======== Data under study

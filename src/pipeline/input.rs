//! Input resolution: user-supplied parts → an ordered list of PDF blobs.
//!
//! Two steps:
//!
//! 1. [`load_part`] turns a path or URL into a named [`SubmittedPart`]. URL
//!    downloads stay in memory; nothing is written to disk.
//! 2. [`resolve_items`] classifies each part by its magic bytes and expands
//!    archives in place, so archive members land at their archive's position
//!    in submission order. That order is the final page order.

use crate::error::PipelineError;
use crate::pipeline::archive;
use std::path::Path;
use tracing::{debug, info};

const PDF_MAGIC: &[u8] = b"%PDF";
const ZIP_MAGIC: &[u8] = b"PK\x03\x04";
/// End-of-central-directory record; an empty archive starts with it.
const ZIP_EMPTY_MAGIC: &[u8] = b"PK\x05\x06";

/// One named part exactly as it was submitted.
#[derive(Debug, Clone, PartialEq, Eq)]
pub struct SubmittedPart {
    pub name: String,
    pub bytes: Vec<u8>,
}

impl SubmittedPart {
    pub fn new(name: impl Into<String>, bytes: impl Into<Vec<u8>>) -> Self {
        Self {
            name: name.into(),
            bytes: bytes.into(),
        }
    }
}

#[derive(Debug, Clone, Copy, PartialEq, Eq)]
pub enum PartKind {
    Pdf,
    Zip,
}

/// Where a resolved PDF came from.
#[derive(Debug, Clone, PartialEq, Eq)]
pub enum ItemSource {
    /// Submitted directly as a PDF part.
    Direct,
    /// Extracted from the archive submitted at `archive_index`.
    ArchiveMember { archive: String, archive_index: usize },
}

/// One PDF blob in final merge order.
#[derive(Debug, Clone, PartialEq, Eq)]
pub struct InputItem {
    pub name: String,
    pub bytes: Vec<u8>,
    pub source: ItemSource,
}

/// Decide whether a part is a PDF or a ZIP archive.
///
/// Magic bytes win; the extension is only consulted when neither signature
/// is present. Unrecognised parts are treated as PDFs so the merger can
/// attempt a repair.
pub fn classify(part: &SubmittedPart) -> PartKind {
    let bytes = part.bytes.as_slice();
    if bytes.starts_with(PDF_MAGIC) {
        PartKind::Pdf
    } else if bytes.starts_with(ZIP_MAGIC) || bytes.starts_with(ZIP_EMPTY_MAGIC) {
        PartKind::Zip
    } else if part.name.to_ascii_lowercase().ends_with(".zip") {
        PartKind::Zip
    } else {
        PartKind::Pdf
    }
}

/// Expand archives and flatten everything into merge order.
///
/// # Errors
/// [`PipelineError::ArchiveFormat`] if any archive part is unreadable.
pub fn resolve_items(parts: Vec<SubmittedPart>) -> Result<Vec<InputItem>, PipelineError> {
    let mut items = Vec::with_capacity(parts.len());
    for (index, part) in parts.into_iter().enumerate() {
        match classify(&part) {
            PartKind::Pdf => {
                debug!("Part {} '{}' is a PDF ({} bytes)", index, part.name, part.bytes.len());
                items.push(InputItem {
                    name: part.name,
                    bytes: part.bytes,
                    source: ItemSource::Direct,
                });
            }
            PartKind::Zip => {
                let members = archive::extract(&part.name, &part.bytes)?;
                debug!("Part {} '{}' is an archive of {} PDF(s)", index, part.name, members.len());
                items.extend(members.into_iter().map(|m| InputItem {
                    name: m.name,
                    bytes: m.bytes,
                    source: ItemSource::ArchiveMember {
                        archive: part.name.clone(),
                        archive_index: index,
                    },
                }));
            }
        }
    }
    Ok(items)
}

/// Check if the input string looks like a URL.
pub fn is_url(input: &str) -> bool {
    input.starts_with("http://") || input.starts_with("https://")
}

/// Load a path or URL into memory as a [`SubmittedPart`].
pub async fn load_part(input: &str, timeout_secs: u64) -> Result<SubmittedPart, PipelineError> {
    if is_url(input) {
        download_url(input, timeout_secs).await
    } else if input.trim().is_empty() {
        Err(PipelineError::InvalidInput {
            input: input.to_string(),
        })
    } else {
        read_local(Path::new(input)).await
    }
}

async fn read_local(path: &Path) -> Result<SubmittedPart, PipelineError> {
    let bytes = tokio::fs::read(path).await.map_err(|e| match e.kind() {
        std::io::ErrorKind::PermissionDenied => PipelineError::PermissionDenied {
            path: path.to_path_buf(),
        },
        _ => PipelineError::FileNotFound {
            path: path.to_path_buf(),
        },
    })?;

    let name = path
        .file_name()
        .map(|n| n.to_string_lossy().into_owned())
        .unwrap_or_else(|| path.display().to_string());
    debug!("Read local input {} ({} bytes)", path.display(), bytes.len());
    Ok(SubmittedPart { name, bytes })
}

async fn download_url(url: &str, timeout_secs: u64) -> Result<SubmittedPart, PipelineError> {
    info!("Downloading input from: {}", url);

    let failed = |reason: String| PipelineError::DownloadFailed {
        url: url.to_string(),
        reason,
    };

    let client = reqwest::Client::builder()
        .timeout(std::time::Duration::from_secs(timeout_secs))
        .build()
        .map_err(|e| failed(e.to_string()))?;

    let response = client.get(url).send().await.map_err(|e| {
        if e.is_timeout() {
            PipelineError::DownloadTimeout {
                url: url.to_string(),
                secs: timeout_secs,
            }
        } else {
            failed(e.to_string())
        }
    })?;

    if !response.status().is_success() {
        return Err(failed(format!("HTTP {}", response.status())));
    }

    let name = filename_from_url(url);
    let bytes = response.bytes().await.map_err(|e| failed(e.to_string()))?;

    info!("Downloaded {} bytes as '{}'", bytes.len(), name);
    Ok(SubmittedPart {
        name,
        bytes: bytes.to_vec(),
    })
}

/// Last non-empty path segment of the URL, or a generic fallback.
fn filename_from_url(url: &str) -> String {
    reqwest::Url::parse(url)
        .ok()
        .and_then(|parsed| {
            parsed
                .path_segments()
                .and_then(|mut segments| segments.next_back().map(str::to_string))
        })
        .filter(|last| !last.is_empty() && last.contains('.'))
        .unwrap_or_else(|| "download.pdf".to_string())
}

================

# [Exercise requirements]
Every line holding the word "info" should be copied out of the records above.

# [Reply]
use tracing::{debug, info};
    info!("Downloading input from: {}", url);
    info!("Downloaded {} bytes as '{}'", bytes.len(), name);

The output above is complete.